Task data:
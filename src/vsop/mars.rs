//! Truncated VSOP87D series for Mars: heliocentric longitude, latitude
//! (radians) and radius (AU), ecliptic and equinox of date.

use crate::series::Term;

use super::VsopModel;

#[allow(clippy::excessive_precision)]
const LON_0: &[Term] = &[
    Term::new(6.20347712, 0.0, 0.0),
    Term::new(0.18656368, 5.050371, 3340.6124267),
    Term::new(0.01108217, 5.4009984, 6681.2248534),
    Term::new(0.00091798, 5.75479, 10021.83728),
    Term::new(0.00027745, 5.9705, 3.52312),
    Term::new(0.00012316, 0.84956, 2810.92146),
    Term::new(0.0001061, 2.93959, 2281.2305),
    Term::new(0.00008927, 4.157, 0.0173),
    Term::new(0.00008716, 6.1101, 13362.4497),
    Term::new(0.00007775, 3.3397, 5621.8429),
    Term::new(0.00006798, 0.3646, 398.149),
    Term::new(0.00004161, 0.2281, 2942.4634),
    Term::new(0.00003575, 1.6619, 2544.3144),
    Term::new(0.00003075, 0.857, 191.4483),
    Term::new(0.00002938, 6.0789, 0.0673),
    Term::new(0.00002628, 0.6481, 3337.0893),
    Term::new(0.0000258, 0.03, 3344.1355),
    Term::new(0.00002389, 5.039, 796.298),
    Term::new(0.00001799, 0.6563, 529.691),
    Term::new(0.00001546, 2.9158, 1751.5395),
    Term::new(0.00001528, 1.1498, 6151.5339),
    Term::new(0.00001286, 3.068, 2146.1654),
    Term::new(0.00001264, 3.6228, 5092.152),
    Term::new(0.00001025, 3.6933, 8962.4553),
    Term::new(0.00000892, 0.183, 16703.062),
    Term::new(0.00000859, 2.401, 2914.014),
    Term::new(0.00000833, 4.495, 3340.63),
    Term::new(0.00000833, 2.464, 3340.595),
    Term::new(0.00000749, 3.822, 155.42),
    Term::new(0.00000724, 0.675, 3738.761),
    Term::new(0.00000713, 3.663, 1059.382),
    Term::new(0.00000655, 0.489, 3127.313),
    Term::new(0.00000636, 2.922, 8432.764),
    Term::new(0.00000553, 4.475, 1748.016),
    Term::new(0.0000055, 3.81, 0.98),
    Term::new(0.00000472, 3.625, 1194.447),
    Term::new(0.00000426, 0.554, 6283.076),
    Term::new(0.00000415, 0.497, 213.299),
    Term::new(0.00000312, 0.999, 6677.702),
    Term::new(0.00000307, 0.381, 6684.748),
    Term::new(0.00000302, 4.486, 3532.061),
    Term::new(0.00000299, 2.783, 6254.627),
    Term::new(0.00000293, 4.221, 20.775),
    Term::new(0.00000284, 5.769, 3149.164),
    Term::new(0.00000281, 5.882, 1349.867),
    Term::new(0.00000274, 0.542, 3340.545),
    Term::new(0.00000274, 0.134, 3340.68),
    Term::new(0.00000239, 5.372, 4136.91),
    Term::new(0.00000236, 5.755, 3333.499),
    Term::new(0.00000231, 1.282, 3870.303),
    Term::new(0.00000221, 3.505, 382.897),
    Term::new(0.00000204, 2.821, 1221.849),
    Term::new(0.00000193, 3.357, 3.59),
    Term::new(0.00000189, 1.491, 9492.146),
    Term::new(0.00000179, 1.006, 951.718),
    Term::new(0.00000174, 2.414, 553.569),
    Term::new(0.00000172, 0.439, 5486.778),
    Term::new(0.0000016, 3.949, 4562.461),
    Term::new(0.00000144, 1.419, 135.065),
    Term::new(0.0000014, 3.326, 2700.715),
    Term::new(0.00000138, 4.301, 7.114),
    Term::new(0.00000131, 4.045, 12303.068),
    Term::new(0.00000128, 2.208, 1592.596),
    Term::new(0.00000128, 1.807, 5088.629),
    Term::new(0.00000117, 3.128, 7903.073),
    Term::new(0.00000114, 3.701, 1589.073),
    Term::new(0.0000011, 1.052, 242.729),
    Term::new(0.00000105, 0.785, 8827.39),
    Term::new(0.000001, 3.243, 11773.377),
];

#[allow(clippy::excessive_precision)]
const LON_1: &[Term] = &[
    Term::new(3340.85627474, 0.0, 0.0),
    Term::new(0.01458227, 3.6042605, 3340.6124267),
    Term::new(0.00164901, 3.926313, 6681.224853),
    Term::new(0.00019963, 4.26594, 10021.83728),
    Term::new(0.00003452, 4.7321, 3.5231),
    Term::new(0.00002485, 4.6128, 13362.4497),
    Term::new(0.00000842, 4.459, 2281.23),
    Term::new(0.00000538, 5.016, 398.149),
    Term::new(0.00000521, 4.994, 3344.136),
    Term::new(0.00000433, 2.561, 191.448),
    Term::new(0.0000043, 5.316, 155.42),
    Term::new(0.00000382, 3.539, 796.298),
    Term::new(0.00000314, 4.963, 16703.062),
    Term::new(0.00000283, 3.16, 2544.314),
    Term::new(0.00000206, 4.569, 2146.165),
    Term::new(0.00000169, 1.329, 3337.089),
    Term::new(0.00000158, 4.185, 1751.54),
    Term::new(0.00000134, 2.233, 0.98),
    Term::new(0.00000134, 5.974, 1748.016),
    Term::new(0.00000118, 6.024, 6151.534),
    Term::new(0.00000117, 2.213, 1059.382),
    Term::new(0.00000114, 2.129, 1194.447),
    Term::new(0.00000114, 5.428, 3738.761),
    Term::new(0.00000091, 1.1, 1349.87),
    Term::new(0.00000085, 3.91, 553.57),
    Term::new(0.00000083, 5.3, 6684.75),
    Term::new(0.00000081, 4.43, 529.69),
    Term::new(0.0000008, 2.25, 8962.46),
    Term::new(0.00000073, 2.5, 951.72),
    Term::new(0.00000073, 5.84, 242.73),
    Term::new(0.00000071, 3.86, 2914.01),
    Term::new(0.00000068, 5.02, 382.9),
    Term::new(0.00000065, 1.02, 3340.6),
    Term::new(0.00000065, 3.05, 3340.63),
    Term::new(0.00000062, 4.15, 3149.16),
    Term::new(0.00000057, 3.89, 4136.91),
    Term::new(0.00000048, 4.87, 213.3),
    Term::new(0.00000048, 1.18, 3333.5),
    Term::new(0.00000047, 1.31, 3185.19),
    Term::new(0.00000041, 0.71, 1592.6),
    Term::new(0.0000004, 2.73, 7.11),
    Term::new(0.0000004, 5.32, 20043.67),
    Term::new(0.00000033, 5.41, 6283.08),
    Term::new(0.00000028, 0.05, 9492.15),
    Term::new(0.00000027, 3.89, 1221.85),
    Term::new(0.00000027, 5.11, 2700.72),
];

#[allow(clippy::excessive_precision)]
const LON_2: &[Term] = &[
    Term::new(0.00058016, 2.04979, 3340.61243),
    Term::new(0.00054188, 0.0, 0.0),
    Term::new(0.00013908, 2.45742, 6681.22485),
    Term::new(0.00002465, 2.8, 10021.8373),
    Term::new(0.00000398, 3.141, 13362.45),
    Term::new(0.00000222, 3.194, 3.523),
    Term::new(0.00000121, 0.543, 155.42),
    Term::new(0.00000062, 3.49, 16703.06),
    Term::new(0.00000054, 3.54, 3344.14),
    Term::new(0.00000034, 6.0, 2281.23),
    Term::new(0.00000032, 4.14, 191.45),
    Term::new(0.0000003, 1.0, 796.3),
];

#[allow(clippy::excessive_precision)]
const LON_3: &[Term] = &[
    Term::new(0.00001482, 0.4443, 3340.6124),
    Term::new(0.00000662, 0.885, 6681.225),
    Term::new(0.00000188, 1.288, 10021.837),
    Term::new(0.00000041, 1.65, 13362.45),
    Term::new(0.00000026, 0.0, 0.0),
    Term::new(0.00000023, 2.05, 155.42),
    Term::new(0.0000001, 1.58, 3.52),
    Term::new(0.00000008, 2.0, 16703.06),
    Term::new(0.00000005, 2.82, 242.73),
    Term::new(0.00000004, 2.02, 3344.14),
    Term::new(0.00000003, 4.59, 3185.19),
    Term::new(0.00000003, 0.65, 553.57),
];

#[allow(clippy::excessive_precision)]
const LON_4: &[Term] = &[
    Term::new(0.00000114, 3.1416, 0.0),
    Term::new(0.00000029, 5.64, 6681.22),
    Term::new(0.00000024, 5.14, 3340.61),
    Term::new(0.00000011, 6.03, 10021.84),
    Term::new(0.00000003, 0.13, 13362.45),
    Term::new(0.00000003, 3.56, 155.42),
    Term::new(0.00000001, 0.49, 16703.06),
    Term::new(0.00000001, 1.32, 242.73),
];

#[allow(clippy::excessive_precision)]
const LON_5: &[Term] = &[
    Term::new(0.00000001, 3.14, 0.0),
    Term::new(0.00000001, 4.04, 6681.22),
];

#[allow(clippy::excessive_precision)]
const LAT_0: &[Term] = &[
    Term::new(0.03197135, 3.7683204, 3340.6124267),
    Term::new(0.00298033, 4.10617, 6681.224853),
    Term::new(0.00289105, 0.0, 0.0),
    Term::new(0.00031366, 4.44651, 10021.83728),
    Term::new(0.00003484, 4.7881, 13362.4497),
    Term::new(0.00000443, 5.026, 3344.136),
    Term::new(0.00000443, 5.652, 3337.089),
    Term::new(0.00000399, 5.131, 16703.062),
    Term::new(0.00000293, 3.793, 2281.23),
    Term::new(0.00000182, 6.136, 6151.534),
    Term::new(0.00000163, 4.264, 529.691),
    Term::new(0.0000016, 2.232, 1059.382),
    Term::new(0.00000149, 2.165, 5621.843),
    Term::new(0.00000143, 1.182, 3340.595),
    Term::new(0.00000143, 3.213, 3340.63),
    Term::new(0.00000139, 2.418, 8962.455),
];

#[allow(clippy::excessive_precision)]
const LAT_1: &[Term] = &[
    Term::new(0.00350069, 5.368478, 3340.612427),
    Term::new(0.00014116, 3.14159, 0.0),
    Term::new(0.00009671, 5.4788, 6681.2249),
    Term::new(0.00001472, 3.2021, 10021.8373),
    Term::new(0.00000426, 3.408, 13362.45),
    Term::new(0.00000102, 0.776, 3337.089),
    Term::new(0.00000079, 3.72, 16703.06),
    Term::new(0.00000033, 3.46, 5621.84),
    Term::new(0.00000026, 2.48, 2281.23),
];

#[allow(clippy::excessive_precision)]
const LAT_2: &[Term] = &[
    Term::new(0.00016727, 0.60221, 3340.61243),
    Term::new(0.00004987, 3.1416, 0.0),
    Term::new(0.00000302, 5.559, 6681.225),
    Term::new(0.00000026, 1.9, 13362.45),
    Term::new(0.00000021, 0.92, 10021.84),
    Term::new(0.00000012, 2.24, 3337.09),
    Term::new(0.00000008, 2.25, 16703.06),
];

#[allow(clippy::excessive_precision)]
const LAT_3: &[Term] = &[
    Term::new(0.00000607, 1.981, 3340.612),
    Term::new(0.00000043, 0.0, 0.0),
    Term::new(0.00000014, 1.8, 6681.22),
    Term::new(0.00000003, 3.45, 10021.84),
];

#[allow(clippy::excessive_precision)]
const LAT_4: &[Term] = &[
    Term::new(0.00000013, 0.0, 0.0),
    Term::new(0.00000011, 3.46, 3340.61),
    Term::new(0.00000001, 0.5, 6681.22),
];

#[allow(clippy::excessive_precision)]
const RAD_0: &[Term] = &[
    Term::new(1.53033488, 0.0, 0.0),
    Term::new(0.14184953, 3.47971284, 3340.6124267),
    Term::new(0.00660776, 3.817834, 6681.224853),
    Term::new(0.00046179, 4.15595, 10021.83728),
    Term::new(0.0000811, 5.5596, 2810.9215),
    Term::new(0.00007485, 1.7724, 5621.8429),
    Term::new(0.00005523, 1.3644, 2281.2305),
    Term::new(0.00003825, 4.4941, 13362.4497),
    Term::new(0.00002484, 4.9255, 2942.4634),
    Term::new(0.00002307, 0.0908, 2544.3144),
    Term::new(0.00001999, 5.3606, 3337.0893),
    Term::new(0.0000196, 4.7425, 3344.1355),
    Term::new(0.00001167, 2.1126, 5092.152),
    Term::new(0.00001103, 5.0091, 398.149),
    Term::new(0.00000992, 5.839, 6151.534),
    Term::new(0.00000899, 4.408, 529.691),
    Term::new(0.00000807, 2.102, 1059.382),
    Term::new(0.00000798, 3.448, 796.298),
    Term::new(0.00000741, 1.499, 2146.165),
    Term::new(0.00000726, 1.245, 8432.764),
    Term::new(0.00000692, 2.134, 8962.455),
    Term::new(0.00000633, 0.894, 3340.595),
    Term::new(0.00000633, 2.924, 3340.63),
    Term::new(0.0000063, 1.287, 1751.54),
    Term::new(0.00000574, 0.829, 2914.014),
    Term::new(0.00000526, 5.383, 3738.761),
    Term::new(0.00000473, 5.199, 3127.313),
    Term::new(0.00000348, 4.832, 16703.062),
    Term::new(0.00000284, 2.907, 3532.061),
    Term::new(0.0000028, 5.257, 6283.076),
    Term::new(0.00000276, 1.218, 6254.627),
    Term::new(0.00000275, 2.908, 1748.016),
    Term::new(0.0000027, 3.764, 5884.927),
    Term::new(0.00000239, 2.037, 1194.447),
    Term::new(0.00000234, 5.105, 5486.778),
    Term::new(0.00000228, 3.255, 6872.673),
    Term::new(0.00000223, 4.199, 3149.164),
    Term::new(0.00000219, 5.583, 191.448),
    Term::new(0.00000208, 5.255, 3340.545),
    Term::new(0.00000208, 4.846, 3340.68),
    Term::new(0.00000186, 5.699, 6677.702),
    Term::new(0.00000183, 5.081, 6684.748),
    Term::new(0.00000179, 4.184, 3333.499),
    Term::new(0.00000176, 5.953, 3870.303),
    Term::new(0.00000164, 3.799, 4136.91),
];

#[allow(clippy::excessive_precision)]
const RAD_1: &[Term] = &[
    Term::new(0.01107433, 2.0325052, 3340.6124267),
    Term::new(0.00103176, 2.370718, 6681.224853),
    Term::new(0.00012877, 0.0, 0.0),
    Term::new(0.00010816, 2.70888, 10021.83728),
    Term::new(0.00001195, 3.047, 13362.4497),
    Term::new(0.00000439, 2.888, 2281.23),
    Term::new(0.00000396, 3.423, 3344.136),
    Term::new(0.00000183, 1.584, 2544.314),
    Term::new(0.00000136, 3.385, 16703.062),
    Term::new(0.00000128, 6.043, 3337.089),
    Term::new(0.00000128, 0.63, 1059.382),
    Term::new(0.00000127, 1.954, 796.298),
    Term::new(0.00000118, 2.998, 2146.165),
    Term::new(0.00000088, 3.42, 398.15),
    Term::new(0.00000083, 3.86, 3738.76),
    Term::new(0.00000076, 4.45, 6151.53),
    Term::new(0.00000072, 2.76, 529.69),
    Term::new(0.00000067, 2.55, 1751.54),
    Term::new(0.00000066, 4.41, 1748.02),
    Term::new(0.00000058, 0.54, 1194.45),
    Term::new(0.00000054, 0.68, 8962.46),
    Term::new(0.00000051, 3.73, 6684.75),
    Term::new(0.00000049, 5.73, 3340.6),
    Term::new(0.00000049, 1.48, 3340.63),
    Term::new(0.00000048, 2.58, 3149.16),
    Term::new(0.00000048, 2.29, 2914.01),
    Term::new(0.00000039, 2.32, 4136.91),
];

#[allow(clippy::excessive_precision)]
const RAD_2: &[Term] = &[
    Term::new(0.00044242, 0.47931, 3340.61243),
    Term::new(0.00008138, 0.87, 6681.2249),
    Term::new(0.00001275, 1.2259, 10021.8373),
    Term::new(0.00000187, 1.573, 13362.45),
    Term::new(0.00000052, 3.14, 0.0),
    Term::new(0.00000041, 1.97, 3344.14),
    Term::new(0.00000027, 1.92, 16703.06),
    Term::new(0.00000018, 4.43, 2281.23),
    Term::new(0.00000012, 4.53, 3185.19),
    Term::new(0.0000001, 5.39, 1059.38),
    Term::new(0.0000001, 0.42, 796.3),
];

#[allow(clippy::excessive_precision)]
const RAD_3: &[Term] = &[
    Term::new(0.00001113, 5.1499, 3340.6124),
    Term::new(0.00000424, 5.613, 6681.225),
    Term::new(0.000001, 5.997, 10021.837),
    Term::new(0.0000002, 0.08, 13362.45),
    Term::new(0.00000005, 3.14, 0.0),
    Term::new(0.00000003, 0.43, 16703.06),
];

#[allow(clippy::excessive_precision)]
const RAD_4: &[Term] = &[
    Term::new(0.0000002, 3.58, 3340.61),
    Term::new(0.00000016, 4.05, 6681.22),
    Term::new(0.00000006, 4.46, 10021.84),
    Term::new(0.00000002, 4.84, 13362.45),
];

pub(super) static MARS: VsopModel = VsopModel {
    lon: &[LON_0, LON_1, LON_2, LON_3, LON_4, LON_5],
    lat: &[LAT_0, LAT_1, LAT_2, LAT_3, LAT_4],
    rad: &[RAD_0, RAD_1, RAD_2, RAD_3, RAD_4],
};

Work task: Find the lines above that include the string "VsopModel" and copy them.

Finished exercise:
use super::VsopModel;
pub(super) static MARS: VsopModel = VsopModel {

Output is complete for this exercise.